On the basis of the foregoing, these facts are worth analyzing in order to put the pieces together the significant role of Governor General Sebastian Hurtado de Corcuera in the development of the Filipino martial arts:
1. FMA techniques mostly Spanish terms such as fraille (priests), crossada (cross), florete, abecedario, rompida, could have been coined by no other than the Jesuit warrior priests and Spanish soldiers. Andrew Abrian's style Moro-moro Orabes Heneral, and the Ilustrisimo technique called combate heneral, could be a reference to the revered Governor General Corcuera.
2. Cebuano conscripts speaking Creole Spanish the progenitor of modern day Zamboanga Chavacano introduced the language at exactly the same year Corcuera became Governor General. Eskrima and Chavacano probably evolved at the same time.
3. Corcuera's possible fusion of Basque makila, Spanish fencing, primitive Filipino stick fighting and Guanche Indian stick fighting that later became the eskrima, arnis and estokada and palo canario of Canary Islands.

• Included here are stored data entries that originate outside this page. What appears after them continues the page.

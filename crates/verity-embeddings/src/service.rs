//! Embedding service trait and mock implementation.

use async_trait::async_trait;
use sha2::{Digest, Sha256};
use std::sync::atomic::{AtomicBool, Ordering};

use crate::errors::{EmbeddingError, Result};
use crate::normalize::l2_normalize;

/// Trait for embedding text into vectors.
///
/// Implementations must be deterministic: the same text against the same
/// model always produces the same vector. The vault relies on this to make
/// lookups reproducible.
#[async_trait]
pub trait Embedder: Send + Sync {
    /// Embed a batch of texts.
    async fn embed(&self, texts: &[String]) -> Result<Vec<Vec<f32>>>;

    /// Embed a single text (default: calls `embed` with one item).
    async fn embed_single(&self, text: &str) -> Result<Vec<f32>> {
        let results = self.embed(&[text.to_string()]).await?;
        results
            .into_iter()
            .next()
            .ok_or_else(|| EmbeddingError::Inference("empty result".into()))
    }

    /// Whether the service is ready for inference.
    fn is_ready(&self) -> bool;

    /// Output embedding dimensions.
    fn dimensions(&self) -> usize;
}

/// Mock embedder for testing.
///
/// Generates deterministic embeddings by hashing input text with SHA-256,
/// using the hash bytes as seeds for the vector components.
pub struct MockEmbedder {
    dims: usize,
    ready: AtomicBool,
}

impl MockEmbedder {
    /// Create a new mock with the given dimensions.
    pub fn new(dims: usize) -> Self {
        Self {
            dims,
            ready: AtomicBool::new(true),
        }
    }

    /// Set whether this mock is ready.
    pub fn set_ready(&self, ready: bool) {
        self.ready.store(ready, Ordering::SeqCst);
    }

    fn hash_to_vector(&self, text: &str) -> Vec<f32> {
        let mut hasher = Sha256::new();
        hasher.update(text.as_bytes());
        let hash = hasher.finalize();

        let mut v: Vec<f32> = (0..self.dims)
            .map(|i| {
                let byte_idx = i % hash.len();
                // Map byte to [-1, 1] range
                (f32::from(hash[byte_idx]) / 127.5) - 1.0
            })
            .collect();

        l2_normalize(&mut v);
        v
    }
}

#[async_trait]
impl Embedder for MockEmbedder {
    async fn embed(&self, texts: &[String]) -> Result<Vec<Vec<f32>>> {
        if !self.is_ready() {
            return Err(EmbeddingError::NotReady);
        }
        Ok(texts.iter().map(|t| self.hash_to_vector(t)).collect())
    }

    fn is_ready(&self) -> bool {
        self.ready.load(Ordering::SeqCst)
    }

    fn dimensions(&self) -> usize {
        self.dims
    }
}
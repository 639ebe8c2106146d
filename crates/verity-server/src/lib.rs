//! # verity-server
//!
//! Axum HTTP API for the Verity fact-checker.
//!
//! Endpoints:
//!
//! - `POST /analyze` — fact-check one claim (optionally with an image URL)
//! - `GET /feed` — auto-verify the top trending items
//! - `GET /health` — liveness and uptime
//!
//! The browser frontend is served elsewhere, so the router carries a
//! permissive CORS layer.

#![deny(unsafe_code)]

pub mod config;
pub mod health;
pub mod server;

pub use config::ServerConfig;
pub use server::{AppState, VerityServer};
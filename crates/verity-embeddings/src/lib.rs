//! # verity-embeddings
//!
//! Text embedding for the Verity semantic vault.
//!
//! The [`service::Embedder`] trait maps text into a fixed-dimension vector
//! space; the vault compares those vectors by cosine similarity. Two
//! implementations ship here:
//!
//! - [`remote::HttpEmbedder`] — client for an OpenAI-compatible
//!   `/v1/embeddings` backend (the production path)
//! - [`service::MockEmbedder`] — deterministic hash-based vectors for tests
//!
//! Vectors from different embedding models are not comparable; the vault's
//! similarity threshold is calibrated per model.

#![deny(unsafe_code)]

pub mod errors;
pub mod normalize;
pub mod remote;
pub mod service;

pub use errors::{EmbeddingError, Result};
pub use remote::HttpEmbedder;
pub use service::{Embedder, MockEmbedder};
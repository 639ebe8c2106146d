//! Verdict and mood classifications.
//!
//! Both [`Verdict`] and [`Mood`] are open string enums: the well-known values
//! get variants, but anything else the model emits is carried verbatim in
//! `Other` rather than rejected. New labels appearing upstream must survive a
//! store/lookup round trip unchanged.

use serde::{Deserialize, Serialize};
use std::fmt;

/// Categorical outcome of fact-checking a claim.
#[derive(Clone, Debug, PartialEq, Eq, Serialize, Deserialize)]
#[serde(from = "String", into = "String")]
pub enum Verdict {
    /// The claim is supported by the gathered evidence.
    Verified,
    /// The claim is contradicted by the gathered evidence.
    False,
    /// The claim mixes accurate and inaccurate elements.
    Misleading,
    /// The evidence was insufficient either way.
    Unverified,
    /// Any other label the model produced, stored verbatim.
    Other(String),
}

impl Verdict {
    /// The canonical string form of this verdict.
    #[must_use]
    pub fn as_str(&self) -> &str {
        match self {
            Self::Verified => "Verified",
            Self::False => "False",
            Self::Misleading => "Misleading",
            Self::Unverified => "Unverified",
            Self::Other(s) => s,
        }
    }
}

impl Default for Verdict {
    fn default() -> Self {
        Self::Unverified
    }
}

impl From<String> for Verdict {
    fn from(s: String) -> Self {
        match s.as_str() {
            "Verified" => Self::Verified,
            "False" => Self::False,
            "Misleading" => Self::Misleading,
            "Unverified" => Self::Unverified,
            _ => Self::Other(s),
        }
    }
}

impl From<&str> for Verdict {
    fn from(s: &str) -> Self {
        Self::from(s.to_string())
    }
}

impl From<Verdict> for String {
    fn from(v: Verdict) -> Self {
        v.as_str().to_string()
    }
}

impl fmt::Display for Verdict {
    fn fmt(&self, f: &mut fmt::Formatter<'_>) -> fmt::Result {
        f.write_str(self.as_str())
    }
}

/// Coarse sentiment tag attached to a verdict for the UI — not a factual
/// signal.
#[derive(Clone, Debug, PartialEq, Eq, Serialize, Deserialize)]
#[serde(from = "String", into = "String")]
pub enum Mood {
    /// Neutral or reassuring.
    Calm,
    /// Alarmist or debunking.
    Spikey,
    /// Inconclusive, still weighing evidence.
    Thinking,
    /// Any other tag the model produced, stored verbatim.
    Other(String),
}

impl Mood {
    /// The canonical string form of this mood.
    #[must_use]
    pub fn as_str(&self) -> &str {
        match self {
            Self::Calm => "calm",
            Self::Spikey => "spikey",
            Self::Thinking => "thinking",
            Self::Other(s) => s,
        }
    }
}

impl Default for Mood {
    fn default() -> Self {
        Self::Calm
    }
}

impl From<String> for Mood {
    fn from(s: String) -> Self {
        match s.as_str() {
            "calm" => Self::Calm,
            "spikey" => Self::Spikey,
            "thinking" => Self::Thinking,
            _ => Self::Other(s),
        }
    }
}

impl From<&str> for Mood {
    fn from(s: &str) -> Self {
        Self::from(s.to_string())
    }
}

impl From<Mood> for String {
    fn from(m: Mood) -> Self {
        m.as_str().to_string()
    }
}

impl fmt::Display for Mood {
    fn fmt(&self, f: &mut fmt::Formatter<'_>) -> fmt::Result {
        f.write_str(self.as_str())
    }
}

/// The unit of fact-check output: what the synthesizer produces and what the
/// vault caches.
#[derive(Clone, Debug, PartialEq, Eq, Default, Serialize, Deserialize)]
#[serde(rename_all = "camelCase", default)]
pub struct VerdictRecord {
    /// Categorical outcome.
    pub verdict: Verdict,
    /// Short free-text reason citing the evidence.
    pub explanation: String,
    /// UI sentiment tag.
    pub mood: Mood,
}

impl VerdictRecord {
    /// The record returned when the model's output cannot be parsed.
    #[must_use]
    pub fn fallback() -> Self {
        Self {
            verdict: Verdict::Unverified,
            explanation: "The model produced an analysis but its format was unclear.".into(),
            mood: Mood::Spikey,
        }
    }
}
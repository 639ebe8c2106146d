//! Vault configuration.

use serde::{Deserialize, Serialize};
use verity_settings::VaultSettings;

/// Default minimum similarity for a cache hit.
const DEFAULT_SIMILARITY_THRESHOLD: f32 = 0.85;

/// Tunables for the semantic cache.
///
/// The threshold is the precision/recall dial: lower values reuse verdicts
/// more aggressively and risk returning a stale verdict for an unrelated
/// claim; higher values rarely hit. It is calibrated for one embedding
/// model — swapping models (even at the same dimension count) invalidates
/// the calibration and warrants re-tuning.
#[derive(Clone, Debug, Serialize, Deserialize)]
#[serde(rename_all = "camelCase", default)]
pub struct VaultConfig {
    /// Minimum cosine similarity for a lookup to count as a hit.
    pub similarity_threshold: f32,
}

impl Default for VaultConfig {
    fn default() -> Self {
        Self {
            similarity_threshold: DEFAULT_SIMILARITY_THRESHOLD,
        }
    }
}

impl VaultConfig {
    /// Create config from settings.
    #[must_use]
    pub fn from_settings(s: &VaultSettings) -> Self {
        Self {
            similarity_threshold: s.similarity_threshold,
        }
    }
}
//! Embedding error types.
//!
//! Embedding failures are non-fatal to the primary request flow — the vault
//! degrades to "unavailable" and the pipeline recomputes.

use thiserror::Error;

/// Errors from embedding operations.
#[derive(Debug, Error)]
pub enum EmbeddingError {
    /// Backend client could not be constructed or reached.
    #[error("embedding backend error: {0}")]
    Backend(String),

    /// HTTP transport failure (preserves source chain).
    #[error("embedding HTTP error: {0}")]
    Http(#[from] reqwest::Error),

    /// The backend answered but the response was unusable.
    #[error("embedding inference failed: {0}")]
    Inference(String),

    /// Service not ready for inference.
    #[error("embedding service not ready")]
    NotReady,
}

/// Result alias for embedding operations.
pub type Result<T> = std::result::Result<T, EmbeddingError>;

4. The Sabanal and Borinaga epic - a testament of Christianized indios defending their turf with the eskrima skills taught to them by Spanish soldiers and Jesuit priests.
5. Spanish speaking eskrimadors like Amboy Kidlat, Villabrilles and Ilustrisimos of Kinatarcan Island.
6. Combat role of Jesuit priests in the Mindanao campaign, the teaching of orascion to the native Indio recruits which later became an integral ritual in the eskrimador's code.
7. Corcuera's military genius and his involvement in actual combat versus Moros, his Basque roots, the existence of a Basque stick fighting art called makila, his subsequent posting in the Canary Islands where a stick fighting arts closely similar to Basque makila and Filipino eskrima exists.
Unless one can find a direct lineage of an FMA style to the so-called mother art of "kali", the hypothesis of the Spanish influence on eskrima, arnis and estokada and Corcuera's pivotal contribution in its development is the only one that will stand the scrutiny of reliable historians (counting out the likes of Gregorio Zaide).
Aptly, Joel Osteen strongly argued in one of the FMA forums:
"… Why don't we imitate the BJJ people when they admit that it all started with Conde Koma? They didn't have to invent a Brazilian mother art of grappling to justify the Brazilian-ness of BJJ. I still believe that our FMA were built on a bedrock of native techniques but I have already departed from the Kali legend that the Spanish content is almost nil. To the contrary, a lot of it is perhaps Spanish/European, only adapted to our temperament and fighting…."
Not so long ago, questioning the kali origin is bad for business and very few like Joel Osteen took a stand to support this radically new theory. Recently however, more open-minded enthusiasts are coming out of the closet to support the search for the truth on the origins of the Filipino Martial Arts. More audacious comments like Osteen's are snowballing into an avalanche, and those who still cling to the kali fantasy will one day get buried in ignominy.